It finally happened…

Well, I sort of knew it was bound to happen eventually: I got stung. While doing a hive inspection. Actually, just after the inspection. I went almost four months without any incident, and even did many inspections without gloves. And I didn’t even get stung on my hand – I got stung on my thigh!

Everything went fairly well yesterday, until the very end. I only had time for the inspection of West Hive in the morning, because we had plans to see the Blue Angles Air Show in the early afternoon. So after we got back home, I put by bee suit back on, and went to work on East Hive.

I finished the inspection, and started to put my tools away. As I walked back to my shop, I thought I felt something crawling directly on my right leg. Since I was still wearing my bee suit, I figured I must have been mistaken, and looked down to brush off anything that might be crawling on the outside. Except there was nothing. The next thing I noticed was a sharp stinging sensation in the center of the outside of my right thigh, centered in the meaty part. Sonofabitch, I had just gotten stung, from INSIDE my Bee Suit!

I still felt something crawl, so I quickly took off the suit, just in time for a second bee to come flying out. The one that had stung me was dead of course, but the second one was still very much alive, and I count myself lucky it was more eager to escape than to join her little buddy in kamikaze death.

I’m sort of bummed I didn’t think to take a picture with the stinger still in, but I guess I was a bit pre-occupied at the time. Here are some pictures right after it happened, and several hours later.

I had just pulled out the stinger. Not much swelling, just a bit of redness.

I applied topical extra strength Benadyl creme, which did a nice job dealing with the pain. So much so that I sort of forgot about it, and took a shower. Then I neglected to re-apply the Benadryl…

Turns out I ended up paying for that oversight. Redness was spreading, and the swelling got bigger. It’s more painful now, too. More Benadryl creme seemed to help though.

Now I know I can still count myself lucky. One sting in 3+ months really isn’t that bad. My fellow 1st-year Bee Keeper Friend Sonja has gotten stung on several occasions so far, and the results were quite severe at times.

I am still not quite sure how those little buggers got into my suit. The only thing I can think of is that I may not have zipped down the right foot cuff all the way, so there was a tiny opening. I should make sure to check that more carefully the next time. It wasn’t the bee’s fault that I got stung. It wasn’t an aggressive move. I think when I brushed the outside of my suit, I probably squished her on the inside, causing her to react defensively as a last resort. Bummer.

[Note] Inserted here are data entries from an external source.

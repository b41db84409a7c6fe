// SPDX-License-Identifier: Apache-2.0
// Copyright 2025 Ankit Kumar Pandey

//! Control socket: REGISTER / UNREGISTER requests from subscribers.

use std::io::{BufRead, BufReader, Read, Write};
use std::os::unix::net::{UnixListener, UnixStream};
use std::sync::Arc;
use std::time::Duration;

use crate::error::ControlError;
use crate::protocol::{ControlCommand, ControlReply, CONTROL_IO_TIMEOUT, MAX_CONTROL_LINE};
use crate::registry::RegisterOutcome;
use crate::service::ServiceInner;
use crate::shm::StoreReader;
use crate::types::SocketPath;

/// How long the accept loop sleeps when no connection is pending.
const ACCEPT_POLL: Duration = Duration::from_millis(10);

/// Bind the control socket, replacing a stale socket file.
///
/// A socket file that still accepts connections belongs to another service
/// and is left alone.
pub(crate) fn bind(path: &SocketPath) -> Result<UnixListener, ControlError> {
    if path.as_path().exists() {
        if UnixStream::connect(path.as_path()).is_ok() {
            return Err(ControlError::Bind {
                path: path.to_path_buf(),
                reason: "socket is in use by another service".to_string(),
            });
        }
        tracing::warn!(socket = %path, "Removing stale control socket");
        let _ = std::fs::remove_file(path.as_path());
    }

    let listener = UnixListener::bind(path.as_path()).map_err(|e| ControlError::Bind {
        path: path.to_path_buf(),
        reason: e.to_string(),
    })?;

    // Non-blocking so the loop can observe the stop signal
    listener
        .set_nonblocking(true)
        .map_err(|e| ControlError::Bind {
            path: path.to_path_buf(),
            reason: format!("Failed to set non-blocking: {}", e),
        })?;

    Ok(listener)
}

pub(crate) fn run(inner: Arc<ServiceInner>, listener: UnixListener) {
    tracing::info!(
        socket = %inner.config.endpoint.control_socket,
        "Control listener started"
    );

    while !inner.stop.is_stopped() {
        match listener.accept() {
            Ok((stream, _)) => {
                if let Err(e) = handle_connection(&inner, stream) {
                    tracing::debug!(error = %e, "Control request failed");
                }
            }
            Err(e) if e.kind() == std::io::ErrorKind::WouldBlock => {
                if inner.stop.wait_timeout(ACCEPT_POLL) {
                    break;
                }
            }
            Err(e) => {
                tracing::warn!(error = %e, "Control accept error");
                if inner.stop.wait_timeout(ACCEPT_POLL) {
                    break;
                }
            }
        }
    }

    tracing::debug!("Control listener stopped");
}

/// Read one command line, apply it, write one reply line.
fn handle_connection(inner: &ServiceInner, stream: UnixStream) -> Result<(), ControlError> {
    let io = |context: &'static str| move |source: std::io::Error| ControlError::Io { context, source };

    stream.set_nonblocking(false).map_err(io("set blocking"))?;
    stream
        .set_read_timeout(Some(CONTROL_IO_TIMEOUT))
        .map_err(io("set read timeout"))?;
    stream
        .set_write_timeout(Some(CONTROL_IO_TIMEOUT))
        .map_err(io("set write timeout"))?;

    let mut line = String::new();
    BufReader::new((&stream).take(MAX_CONTROL_LINE as u64))
        .read_line(&mut line)
        .map_err(io("read command"))?;

    let reply = match ControlCommand::parse(&line) {
        Ok(command) => apply(inner, command),
        Err(e) => {
            tracing::debug!(error = %e, "Rejecting control line");
            ControlReply::Err("malformed request".to_string())
        }
    };

    (&stream)
        .write_all(reply.encode().as_bytes())
        .map_err(io("write reply"))
}

fn apply(inner: &ServiceInner, command: ControlCommand) -> ControlReply {
    let write_index = match command {
        ControlCommand::Register(path) => {
            let outcome = inner
                .registry
                .register(path.clone(), || inner.store.write_index());
            let Some(write_index) = outcome.write_index() else {
                tracing::warn!(
                    client = %path,
                    capacity = inner.registry.capacity(),
                    "Client registry full"
                );
                return ControlReply::Full;
            };
            tracing::info!(
                client = %path,
                write_index = %write_index,
                reactivated = matches!(outcome, RegisterOutcome::Reactivated(_)),
                "Client registered"
            );
            write_index
        }
        ControlCommand::Unregister(path) => {
            let removed = inner.registry.unregister(&path);
            tracing::info!(client = %path, known = removed, "Client unregistered");
            inner.store.write_index()
        }
    };

    inner.sync_client_count();
    ControlReply::Ok(write_index)
}

#[cfg(test)]
mod tests {
    use super::*;
    use tempfile::TempDir;

    fn socket_path(dir: &TempDir) -> SocketPath {
        SocketPath::from_path(&dir.path().join("control.sock")).unwrap()
    }

    #[test]
    fn test_bind_replaces_stale_socket_file() {
        let dir = TempDir::new().unwrap();
        let path = socket_path(&dir);
        drop(UnixListener::bind(path.as_path()).unwrap());
        assert!(path.as_path().exists());

        let listener = bind(&path).unwrap();
        assert!(UnixStream::connect(path.as_path()).is_ok());
        drop(listener);
    }

    #[test]
    fn test_bind_refuses_live_socket() {
        let dir = TempDir::new().unwrap();
        let path = socket_path(&dir);
        let _live = bind(&path).unwrap();

        let err = bind(&path).unwrap_err();
        assert!(matches!(err, ControlError::Bind { .. }));
        assert!(UnixStream::connect(path.as_path()).is_ok());
    }
}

Except for the very end, both inspections went fine. Since it had been two weeks since the last time I had done a full inspection, I expected a lot more of a mess – stuck together frames, propolis all over the place. But really, it wasn’t that bad.

West Hive had been busy, and there was quite a bit of propolis on the frames and the queen excluder. West Hive has historically been a lot less crazy on the amount of propolis they produce and use. It’s also more of a brownish color, and seems less sticky than the deep red stuff East Hive uses.

Here is a nice frame of capped brood out ow West Hive. Tight pattern, some honey on the very top (I am holding it upside down in this picture).

I didn’t spot the Queen (really, since my Queens aren’t marked, it’s pretty much impossible by now, there are soooo many workers, and everybody is constantly moving), but I did see fresh eggs, so she seems to be doing OK.

I also decided to add a second medium honey super to each hive this week. I had assembled and prepped the frames and foundation earlier last week, so they were ready to go. I ended up taking half of the filled and capped honey frames out of each of the existing supers, and put them into the new supers. I filled the empty slots with fresh foundation frames. So each of the two honey supers per hive now has about 5 fully loaded frames, and 5 brand new frames with only foundation on them. I don’t know if that’s a good idea, but it made sense to me – encourage the bees to draw out comb and fill it in areas already surrounded by existing honey. We’ll see if this works, or ends up backfiring on me. I hope not.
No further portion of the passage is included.